— PROBLEM DETAILS —
Copy every line below where the string "only" is found.

● ● ●

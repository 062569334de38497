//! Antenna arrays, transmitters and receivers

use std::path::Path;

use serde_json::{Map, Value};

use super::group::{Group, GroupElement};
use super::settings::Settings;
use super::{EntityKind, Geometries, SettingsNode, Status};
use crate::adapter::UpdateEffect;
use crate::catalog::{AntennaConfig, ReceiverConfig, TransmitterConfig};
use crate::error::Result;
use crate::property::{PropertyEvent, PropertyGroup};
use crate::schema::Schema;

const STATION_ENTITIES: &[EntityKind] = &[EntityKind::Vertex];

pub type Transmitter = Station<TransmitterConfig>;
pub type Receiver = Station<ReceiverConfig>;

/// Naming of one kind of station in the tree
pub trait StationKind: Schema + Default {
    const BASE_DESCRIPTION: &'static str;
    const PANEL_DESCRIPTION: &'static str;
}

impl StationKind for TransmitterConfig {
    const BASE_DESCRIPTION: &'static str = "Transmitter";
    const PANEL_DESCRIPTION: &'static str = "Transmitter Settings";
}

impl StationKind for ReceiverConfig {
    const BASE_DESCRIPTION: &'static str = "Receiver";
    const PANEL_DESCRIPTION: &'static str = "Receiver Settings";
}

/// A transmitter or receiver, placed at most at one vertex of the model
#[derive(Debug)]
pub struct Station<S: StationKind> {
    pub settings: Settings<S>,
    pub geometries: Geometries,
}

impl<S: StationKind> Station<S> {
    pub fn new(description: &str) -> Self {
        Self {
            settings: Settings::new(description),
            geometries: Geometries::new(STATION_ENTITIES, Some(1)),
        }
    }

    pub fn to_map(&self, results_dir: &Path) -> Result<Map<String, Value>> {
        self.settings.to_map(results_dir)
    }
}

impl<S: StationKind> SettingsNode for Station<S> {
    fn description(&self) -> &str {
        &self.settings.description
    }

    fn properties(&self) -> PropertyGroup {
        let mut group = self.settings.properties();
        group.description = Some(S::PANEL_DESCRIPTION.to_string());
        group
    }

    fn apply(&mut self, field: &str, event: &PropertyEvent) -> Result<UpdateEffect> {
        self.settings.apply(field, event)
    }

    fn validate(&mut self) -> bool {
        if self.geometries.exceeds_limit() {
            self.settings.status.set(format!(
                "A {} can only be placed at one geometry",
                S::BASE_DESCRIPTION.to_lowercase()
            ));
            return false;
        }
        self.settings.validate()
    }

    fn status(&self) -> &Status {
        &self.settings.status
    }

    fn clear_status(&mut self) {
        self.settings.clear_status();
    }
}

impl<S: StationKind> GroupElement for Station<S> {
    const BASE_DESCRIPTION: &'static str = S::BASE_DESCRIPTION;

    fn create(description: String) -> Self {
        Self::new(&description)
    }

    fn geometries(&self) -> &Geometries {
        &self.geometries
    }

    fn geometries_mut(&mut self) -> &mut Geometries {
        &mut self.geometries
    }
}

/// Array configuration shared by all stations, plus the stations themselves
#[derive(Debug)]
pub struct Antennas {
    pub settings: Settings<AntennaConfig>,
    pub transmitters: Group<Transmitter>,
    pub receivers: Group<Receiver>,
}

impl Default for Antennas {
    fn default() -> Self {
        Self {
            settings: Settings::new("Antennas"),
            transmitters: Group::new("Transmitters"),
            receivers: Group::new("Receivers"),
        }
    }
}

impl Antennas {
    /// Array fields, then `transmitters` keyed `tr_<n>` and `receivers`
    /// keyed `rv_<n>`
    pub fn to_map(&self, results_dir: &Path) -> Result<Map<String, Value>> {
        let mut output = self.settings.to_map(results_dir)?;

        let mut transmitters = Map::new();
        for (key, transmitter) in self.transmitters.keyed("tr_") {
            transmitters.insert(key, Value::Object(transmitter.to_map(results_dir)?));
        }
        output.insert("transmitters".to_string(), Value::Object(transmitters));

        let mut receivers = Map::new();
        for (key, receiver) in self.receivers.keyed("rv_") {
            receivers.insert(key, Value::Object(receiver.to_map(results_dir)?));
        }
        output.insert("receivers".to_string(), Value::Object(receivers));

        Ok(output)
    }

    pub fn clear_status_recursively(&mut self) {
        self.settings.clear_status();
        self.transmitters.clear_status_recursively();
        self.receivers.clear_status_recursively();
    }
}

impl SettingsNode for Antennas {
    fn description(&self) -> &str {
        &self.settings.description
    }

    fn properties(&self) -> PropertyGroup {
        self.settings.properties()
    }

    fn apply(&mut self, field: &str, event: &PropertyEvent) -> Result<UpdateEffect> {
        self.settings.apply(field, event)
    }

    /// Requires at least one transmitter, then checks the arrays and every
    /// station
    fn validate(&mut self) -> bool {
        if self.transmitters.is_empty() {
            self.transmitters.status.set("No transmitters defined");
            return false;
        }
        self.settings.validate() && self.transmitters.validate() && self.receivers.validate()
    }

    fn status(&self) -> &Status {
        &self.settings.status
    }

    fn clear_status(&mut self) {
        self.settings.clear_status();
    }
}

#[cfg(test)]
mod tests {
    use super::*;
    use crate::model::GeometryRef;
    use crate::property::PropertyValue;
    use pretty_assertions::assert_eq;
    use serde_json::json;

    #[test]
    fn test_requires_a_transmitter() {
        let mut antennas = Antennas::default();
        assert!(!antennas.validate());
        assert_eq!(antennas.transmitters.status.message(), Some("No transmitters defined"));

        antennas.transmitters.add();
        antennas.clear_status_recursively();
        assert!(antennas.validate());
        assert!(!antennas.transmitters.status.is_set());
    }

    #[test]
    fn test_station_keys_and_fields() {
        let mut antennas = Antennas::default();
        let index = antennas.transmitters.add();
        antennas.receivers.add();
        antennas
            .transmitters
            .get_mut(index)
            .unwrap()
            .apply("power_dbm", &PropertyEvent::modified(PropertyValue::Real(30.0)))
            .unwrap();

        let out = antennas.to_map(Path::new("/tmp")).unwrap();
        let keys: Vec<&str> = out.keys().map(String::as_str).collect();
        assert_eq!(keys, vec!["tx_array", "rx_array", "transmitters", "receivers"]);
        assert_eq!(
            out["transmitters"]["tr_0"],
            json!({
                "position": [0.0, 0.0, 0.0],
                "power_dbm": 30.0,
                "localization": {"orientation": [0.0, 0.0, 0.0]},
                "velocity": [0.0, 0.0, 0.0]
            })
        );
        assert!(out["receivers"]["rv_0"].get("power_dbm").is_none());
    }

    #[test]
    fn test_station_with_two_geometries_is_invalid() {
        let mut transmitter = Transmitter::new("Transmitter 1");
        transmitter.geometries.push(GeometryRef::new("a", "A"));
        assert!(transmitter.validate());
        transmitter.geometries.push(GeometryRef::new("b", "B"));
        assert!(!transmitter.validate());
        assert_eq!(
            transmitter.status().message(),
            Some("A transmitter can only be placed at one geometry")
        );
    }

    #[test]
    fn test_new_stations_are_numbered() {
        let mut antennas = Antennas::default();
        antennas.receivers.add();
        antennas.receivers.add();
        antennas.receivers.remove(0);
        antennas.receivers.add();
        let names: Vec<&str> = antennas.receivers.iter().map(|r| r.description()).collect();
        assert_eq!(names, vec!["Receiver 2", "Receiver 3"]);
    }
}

● ● ●

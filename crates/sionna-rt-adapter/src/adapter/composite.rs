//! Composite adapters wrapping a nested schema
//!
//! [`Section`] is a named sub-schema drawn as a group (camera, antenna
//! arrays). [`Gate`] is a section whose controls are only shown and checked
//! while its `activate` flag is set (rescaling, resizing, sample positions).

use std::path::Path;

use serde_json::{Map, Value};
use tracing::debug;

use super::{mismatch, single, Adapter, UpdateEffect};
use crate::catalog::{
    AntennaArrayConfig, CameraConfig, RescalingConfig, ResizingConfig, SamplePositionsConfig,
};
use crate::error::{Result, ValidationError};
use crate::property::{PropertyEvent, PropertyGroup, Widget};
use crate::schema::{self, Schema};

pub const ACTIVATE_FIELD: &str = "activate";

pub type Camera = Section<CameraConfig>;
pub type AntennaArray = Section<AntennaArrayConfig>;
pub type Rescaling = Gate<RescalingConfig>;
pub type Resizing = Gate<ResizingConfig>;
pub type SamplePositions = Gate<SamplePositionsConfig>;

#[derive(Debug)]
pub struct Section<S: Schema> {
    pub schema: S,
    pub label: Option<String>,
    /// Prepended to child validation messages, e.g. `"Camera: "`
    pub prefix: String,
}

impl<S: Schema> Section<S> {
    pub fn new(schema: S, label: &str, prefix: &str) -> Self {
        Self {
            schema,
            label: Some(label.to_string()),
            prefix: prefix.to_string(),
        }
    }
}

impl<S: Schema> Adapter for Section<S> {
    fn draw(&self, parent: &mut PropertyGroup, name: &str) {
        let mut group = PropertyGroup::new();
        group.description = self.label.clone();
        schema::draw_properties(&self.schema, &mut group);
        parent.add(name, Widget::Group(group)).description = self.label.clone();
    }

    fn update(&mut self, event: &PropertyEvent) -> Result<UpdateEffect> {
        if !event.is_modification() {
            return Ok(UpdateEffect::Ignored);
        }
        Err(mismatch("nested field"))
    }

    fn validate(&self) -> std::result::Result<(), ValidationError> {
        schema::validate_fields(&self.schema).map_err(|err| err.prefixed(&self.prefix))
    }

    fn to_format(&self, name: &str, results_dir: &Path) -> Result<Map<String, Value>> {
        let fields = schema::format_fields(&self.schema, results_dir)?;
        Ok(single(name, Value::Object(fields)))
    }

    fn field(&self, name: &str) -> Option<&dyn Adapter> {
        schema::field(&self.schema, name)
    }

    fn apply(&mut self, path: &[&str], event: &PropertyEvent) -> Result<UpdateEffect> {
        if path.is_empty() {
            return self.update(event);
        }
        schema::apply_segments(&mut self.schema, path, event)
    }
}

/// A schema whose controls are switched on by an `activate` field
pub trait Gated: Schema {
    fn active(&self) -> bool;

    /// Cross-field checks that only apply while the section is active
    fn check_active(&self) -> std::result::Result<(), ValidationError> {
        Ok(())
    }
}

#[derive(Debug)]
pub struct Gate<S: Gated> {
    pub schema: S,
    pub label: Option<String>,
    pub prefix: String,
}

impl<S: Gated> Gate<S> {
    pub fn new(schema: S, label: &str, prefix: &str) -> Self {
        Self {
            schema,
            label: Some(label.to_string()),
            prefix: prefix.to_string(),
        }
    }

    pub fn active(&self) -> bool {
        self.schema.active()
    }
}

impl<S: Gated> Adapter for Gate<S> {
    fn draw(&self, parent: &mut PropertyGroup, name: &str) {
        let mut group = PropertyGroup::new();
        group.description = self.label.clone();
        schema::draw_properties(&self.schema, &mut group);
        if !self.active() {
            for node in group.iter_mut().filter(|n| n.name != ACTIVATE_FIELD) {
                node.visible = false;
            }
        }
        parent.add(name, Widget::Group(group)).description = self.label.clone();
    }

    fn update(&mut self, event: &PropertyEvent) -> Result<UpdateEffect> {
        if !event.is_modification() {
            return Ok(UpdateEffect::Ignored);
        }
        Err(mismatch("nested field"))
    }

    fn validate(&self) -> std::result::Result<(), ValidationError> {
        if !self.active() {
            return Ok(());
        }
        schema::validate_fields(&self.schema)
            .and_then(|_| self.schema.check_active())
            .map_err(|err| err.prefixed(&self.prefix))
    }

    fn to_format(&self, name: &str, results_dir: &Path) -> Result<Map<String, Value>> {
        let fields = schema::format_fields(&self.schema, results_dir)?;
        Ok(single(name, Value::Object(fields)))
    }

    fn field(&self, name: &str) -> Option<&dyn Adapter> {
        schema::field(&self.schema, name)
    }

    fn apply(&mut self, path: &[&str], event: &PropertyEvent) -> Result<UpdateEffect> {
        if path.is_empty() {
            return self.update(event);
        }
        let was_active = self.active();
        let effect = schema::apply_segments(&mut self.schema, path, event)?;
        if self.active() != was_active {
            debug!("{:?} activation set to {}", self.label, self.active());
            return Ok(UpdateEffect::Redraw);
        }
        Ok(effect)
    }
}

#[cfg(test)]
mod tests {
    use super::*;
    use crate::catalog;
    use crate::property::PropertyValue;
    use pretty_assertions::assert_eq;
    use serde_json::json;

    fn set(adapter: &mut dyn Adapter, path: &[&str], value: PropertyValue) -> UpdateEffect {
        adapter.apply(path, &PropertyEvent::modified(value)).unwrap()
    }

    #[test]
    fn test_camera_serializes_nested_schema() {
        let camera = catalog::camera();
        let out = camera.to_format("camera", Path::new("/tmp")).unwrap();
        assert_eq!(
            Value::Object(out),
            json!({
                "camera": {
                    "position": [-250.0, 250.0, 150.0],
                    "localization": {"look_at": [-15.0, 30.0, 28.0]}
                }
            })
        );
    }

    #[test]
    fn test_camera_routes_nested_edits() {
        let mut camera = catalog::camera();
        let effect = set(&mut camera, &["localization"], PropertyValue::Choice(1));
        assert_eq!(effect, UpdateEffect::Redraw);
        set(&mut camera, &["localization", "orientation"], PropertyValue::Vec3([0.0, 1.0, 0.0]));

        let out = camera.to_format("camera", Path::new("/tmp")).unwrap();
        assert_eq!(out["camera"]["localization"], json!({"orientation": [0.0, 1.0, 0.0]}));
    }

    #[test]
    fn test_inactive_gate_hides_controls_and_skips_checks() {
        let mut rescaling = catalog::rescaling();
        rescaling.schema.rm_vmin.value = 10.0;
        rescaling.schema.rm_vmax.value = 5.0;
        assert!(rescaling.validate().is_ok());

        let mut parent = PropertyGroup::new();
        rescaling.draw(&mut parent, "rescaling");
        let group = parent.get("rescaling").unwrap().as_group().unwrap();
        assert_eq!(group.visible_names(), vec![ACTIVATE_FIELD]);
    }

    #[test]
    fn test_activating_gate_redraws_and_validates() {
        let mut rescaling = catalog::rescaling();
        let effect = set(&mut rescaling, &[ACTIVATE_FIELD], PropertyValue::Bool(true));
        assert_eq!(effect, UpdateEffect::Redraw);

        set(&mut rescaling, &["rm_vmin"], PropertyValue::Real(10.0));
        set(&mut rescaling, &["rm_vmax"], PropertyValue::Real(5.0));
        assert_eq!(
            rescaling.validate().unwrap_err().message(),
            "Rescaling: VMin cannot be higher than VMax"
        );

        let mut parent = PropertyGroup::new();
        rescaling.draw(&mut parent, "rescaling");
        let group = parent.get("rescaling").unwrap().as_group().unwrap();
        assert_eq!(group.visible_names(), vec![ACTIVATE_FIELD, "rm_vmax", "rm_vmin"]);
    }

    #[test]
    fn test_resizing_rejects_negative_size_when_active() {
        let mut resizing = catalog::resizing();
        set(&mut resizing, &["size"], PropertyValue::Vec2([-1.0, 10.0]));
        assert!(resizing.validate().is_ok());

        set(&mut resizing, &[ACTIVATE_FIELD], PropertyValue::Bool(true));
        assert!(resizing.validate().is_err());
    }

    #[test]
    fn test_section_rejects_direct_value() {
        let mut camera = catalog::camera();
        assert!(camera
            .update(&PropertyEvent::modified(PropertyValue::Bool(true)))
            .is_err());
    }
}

● ● ●

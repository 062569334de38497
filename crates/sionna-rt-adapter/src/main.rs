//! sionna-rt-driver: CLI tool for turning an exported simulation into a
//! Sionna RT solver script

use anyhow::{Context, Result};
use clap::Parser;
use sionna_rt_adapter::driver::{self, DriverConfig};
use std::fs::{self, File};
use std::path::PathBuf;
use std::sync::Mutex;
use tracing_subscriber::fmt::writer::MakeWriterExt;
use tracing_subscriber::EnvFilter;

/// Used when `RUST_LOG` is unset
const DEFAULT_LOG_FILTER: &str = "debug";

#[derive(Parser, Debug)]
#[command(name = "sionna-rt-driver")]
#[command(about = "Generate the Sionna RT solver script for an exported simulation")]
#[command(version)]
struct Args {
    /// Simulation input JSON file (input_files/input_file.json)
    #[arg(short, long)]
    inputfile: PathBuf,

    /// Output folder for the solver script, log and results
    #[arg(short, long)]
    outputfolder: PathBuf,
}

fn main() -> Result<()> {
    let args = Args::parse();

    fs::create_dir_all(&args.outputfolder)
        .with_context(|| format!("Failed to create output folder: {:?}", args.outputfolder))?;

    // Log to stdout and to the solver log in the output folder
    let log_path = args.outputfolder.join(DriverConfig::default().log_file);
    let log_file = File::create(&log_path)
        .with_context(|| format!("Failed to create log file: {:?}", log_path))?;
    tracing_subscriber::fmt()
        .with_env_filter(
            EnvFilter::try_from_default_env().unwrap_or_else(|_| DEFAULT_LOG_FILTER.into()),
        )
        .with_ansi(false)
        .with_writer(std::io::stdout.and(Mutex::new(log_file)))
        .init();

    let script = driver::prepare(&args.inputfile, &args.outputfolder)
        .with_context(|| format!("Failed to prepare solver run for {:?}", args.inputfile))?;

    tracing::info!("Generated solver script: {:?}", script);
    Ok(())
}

● ● ●

— RESPONSE BELOW —
                "A {} can only be placed at one geometry",
            Some("A transmitter can only be placed at one geometry")
//! arrays). [`Gate`] is a section whose controls are only shown and checked
    /// Cross-field checks that only apply while the section is active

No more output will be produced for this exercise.